Prompt. Every line in the data below that has the word "MultiPolygon" should be returned.

Data for review.
# # # #
fn value_type(value: &Value) -> Option<&'static str> {
    match value {
        Value::Null => None,
        Value::Bool(_) => Some("Integer"),
        Value::Number(n) if n.is_i64() || n.is_u64() => {
            let fits = n.as_i64().map(|v| i32::try_from(v).is_ok()).unwrap_or(false);
            Some(if fits { "Integer" } else { "Integer64" })
        }
        Value::Number(_) => Some("Real"),
        Value::String(_) => Some("String"),
        Value::Array(items) => {
            let all_ints = items.iter().all(|i| i.is_i64() || i.is_u64());
            let all_numbers = items.iter().all(Value::is_number);
            Some(if items.is_empty() {
                "StringList"
            } else if all_ints {
                "IntegerList"
            } else if all_numbers {
                "RealList"
            } else {
                "StringList"
            })
        }
        Value::Object(_) => Some("String"),
    }
}

fn widen(current: &'static str, next: &'static str) -> &'static str {
    match (current, next) {
        (a, b) if a == b => a,
        ("Integer", "Integer64") | ("Integer64", "Integer") => "Integer64",
        ("Integer" | "Integer64" | "Real", "Integer" | "Integer64" | "Real") => "Real",
        ("IntegerList", "RealList") | ("RealList", "IntegerList") => "RealList",
        _ => "String",
    }
}

/// Union of property names in first-seen order with widened types.
fn infer_fields(features: &[&Value]) -> Vec<FieldInfo> {
    let mut fields: Vec<(String, Option<&'static str>)> = Vec::new();
    for feature in features {
        let Some(Value::Object(properties)) = feature.get("properties") else {
            continue;
        };
        for (key, value) in properties {
            let kind = value_type(value);
            match fields.iter_mut().find(|(name, _)| name == key) {
                Some((_, current)) => {
                    *current = match (*current, kind) {
                        (Some(a), Some(b)) => Some(widen(a, b)),
                        (a, b) => a.or(b),
                    };
                }
                None => fields.push((key.clone(), kind)),
            }
        }
    }
    fields
        .into_iter()
        .map(|(name, kind)| FieldInfo::new(name, kind.unwrap_or("String")))
        .collect()
}

fn sample(feature: Option<&Value>) -> FeatureSample {
    let Some(feature) = feature.filter(|f| f.is_object()) else {
        return FeatureSample::Unreadable;
    };
    match feature_geometry(feature) {
        None => FeatureSample::NoGeometry,
        Some(geometry) => FeatureSample::Geometry {
            valid: geometry_is_valid(geometry),
        },
    }
}

fn positions(value: &Value) -> Option<Vec<(f64, f64)>> {
    value
        .as_array()?
        .iter()
        .map(|p| {
            let p = p.as_array()?;
            Some((p.first()?.as_f64()?, p.get(1)?.as_f64()?))
        })
        .collect()
}

fn polygon_is_valid(rings: &Value) -> bool {
    match rings.as_array() {
        Some(rings) if !rings.is_empty() => rings
            .iter()
            .all(|r| positions(r).map(|r| ring_is_valid(&r)).unwrap_or(false)),
        _ => false,
    }
}

fn geometry_is_valid(geometry: &Value) -> bool {
    let coordinates = geometry.get("coordinates");
    let each = |check: &dyn Fn(&Value) -> bool| {
        coordinates
            .and_then(Value::as_array)
            .map(|parts| !parts.is_empty() && parts.iter().all(check))
            .unwrap_or(false)
    };
    match geometry.get("type").and_then(Value::as_str) {
        Some("Point") => coordinates
            .map(|c| positions(&Value::Array(vec![c.clone()])).is_some())
            .unwrap_or(false),
        Some("MultiPoint") => coordinates.and_then(positions).map(|p| !p.is_empty()).unwrap_or(false),
        Some("LineString") => coordinates.and_then(positions).map(|p| p.len() >= 2).unwrap_or(false),
        Some("MultiLineString") => {
            each(&|line| positions(line).map(|p| p.len() >= 2).unwrap_or(false))
        }
        Some("Polygon") => coordinates.map(polygon_is_valid).unwrap_or(false),
        Some("MultiPolygon") => each(&polygon_is_valid),
        Some("GeometryCollection") => geometry
            .get("geometries")
            .and_then(Value::as_array)
            .map(|members| members.iter().all(geometry_is_valid))
            .unwrap_or(false),
        _ => false,
    }
}

#[cfg(test)]
mod tests {
    use super::*;
    use tempfile::TempDir;

    fn open(name: &str, content: &str) -> Result<Vec<DriverLayer>, DriverError> {
        let dir = TempDir::new().unwrap();
        let path = dir.path().join(name);
        std::fs::write(&path, content).unwrap();
        GeoJsonDriver.open(&path, &ProbeOptions { validate: true })
    }

    #[test]
    fn test_feature_collection() {
        let layers = open(
            "parks.geojson",
            r#"{"type":"FeatureCollection","features":[
                {"type":"Feature","properties":{"name":"A","area":1},"geometry":{"type":"Polygon","coordinates":[[[0,0],[1,0],[1,1],[0,0]]]}},
                {"type":"Feature","properties":{"name":"B","area":2.5,"open":true},"geometry":{"type":"MultiPolygon","coordinates":[[[[2,2],[3,2],[3,4],[2,2]]]]}}
            ]}"#,
        )
        .unwrap();
        let layer = &layers[0];
        assert_eq!(layer.name, "parks");
        assert_eq!(layer.data_type, DataType::Vector);
        let vector = layer.report.vector.as_ref().unwrap();
        assert_eq!(vector.geometry_type.as_deref(), Some("Multi Polygon"));
        assert_eq!(vector.feature_count, Some(2));
        assert_eq!(
            vector.fields,
            vec![
                FieldInfo::new("area", "Real"),
                FieldInfo::new("name", "String"),
                FieldInfo::new("open", "Integer"),
            ]
        );
        assert_eq!(layer.report.native_extent, Some(Extent::new(0.0, 0.0, 3.0, 4.0)));
        assert_eq!(layer.report.crs, Some(CrsDefinition::epsg(4326)));
        assert!(layer.report.issues.is_empty());
    }

    #[test]
    fn test_legacy_crs_and_declared_bbox() {
        let layers = open(
            "sites.geojson",
            r#"{"type":"FeatureCollection","name":"survey_sites",
                "crs":{"type":"name","properties":{"name":"urn:ogc:def:crs:EPSG::3857"}},
                "bbox":[100,200,300,400],
                "features":[{"type":"Feature","properties":{},"geometry":{"type":"Point","coordinates":[150,250,12]}}]}"#,
        )
        .unwrap();
        let layer = &layers[0];
        assert_eq!(layer.name, "survey_sites");
        assert_eq!(layer.report.crs, Some(CrsDefinition::epsg(3857)));
        assert_eq!(layer.report.native_extent, Some(Extent::new(100.0, 200.0, 300.0, 400.0)));
        let vector = layer.report.vector.as_ref().unwrap();
        assert_eq!(vector.geometry_type.as_deref(), Some("3D Point"));
        assert!(vector.has_z);
    }

    #[test]
    fn test_geometry_less_collection_is_table() {
        let layers = open(
            "lookup.geojson",
            r#"{"type":"FeatureCollection","features":[{"type":"Feature","properties":{"code":1},"geometry":null}]}"#,
        )
        .unwrap();
        assert_eq!(layers[0].data_type, DataType::Table);
        assert!(layers[0].report.vector.as_ref().unwrap().geometry_type.is_none());
    }

    #[test]
    fn test_plain_json_is_not_recognized() {
        assert!(matches!(
            open("package.json", r#"{"name":"x","version":"1.0"}"#),
            Err(DriverError::NotRecognized)
        ));
        assert!(matches!(open("broken.json", "{"), Err(DriverError::NotRecognized)));
        assert!(matches!(
            open("broken.geojson", "{"),
            Err(DriverError::Malformed { .. })
        ));
    }

    #[test]
    fn test_validation_flags_open_ring_and_empty_collection() {
        let layers = open(
            "bad.geojson",
            r#"{"type":"FeatureCollection","features":[{"type":"Feature","properties":{},"geometry":{"type":"Polygon","coordinates":[[[0,0],[1,0],[1,1]]]}}]}"#,
        )
        .unwrap();
        let messages: Vec<_> = layers[0].report.issues.iter().map(|i| i.message.clone()).collect();
        assert_eq!(messages, vec!["Invalid geometries detected"]);

        let layers = open("empty.geojson", r#"{"type":"FeatureCollection","features":[]}"#).unwrap();
        let vector = layers[0].report.vector.as_ref().unwrap();
        assert_eq!(vector.geometry_type.as_deref(), Some(UNKNOWN_GEOMETRY));
        assert!(layers[0].report.native_extent.is_none());
        assert_eq!(layers[0].report.issues[0].message, "Empty dataset");
    }

    #[test]
    fn test_merged_type_names() {
        assert_eq!(merged_type_name(&["LineString", "MultiLineString"]), "Multi Line String");
        assert_eq!(merged_type_name(&["Point", "Polygon"]), UNKNOWN_GEOMETRY);
    }
}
# # # #
Task result.
        Some("MultiPolygon") => each(&polygon_is_valid),
                {"type":"Feature","properties":{"name":"B","area":2.5,"open":true},"geometry":{"type":"MultiPolygon","coordinates":[[[[2,2],[3,2],[3,4],[2,2]]]]}}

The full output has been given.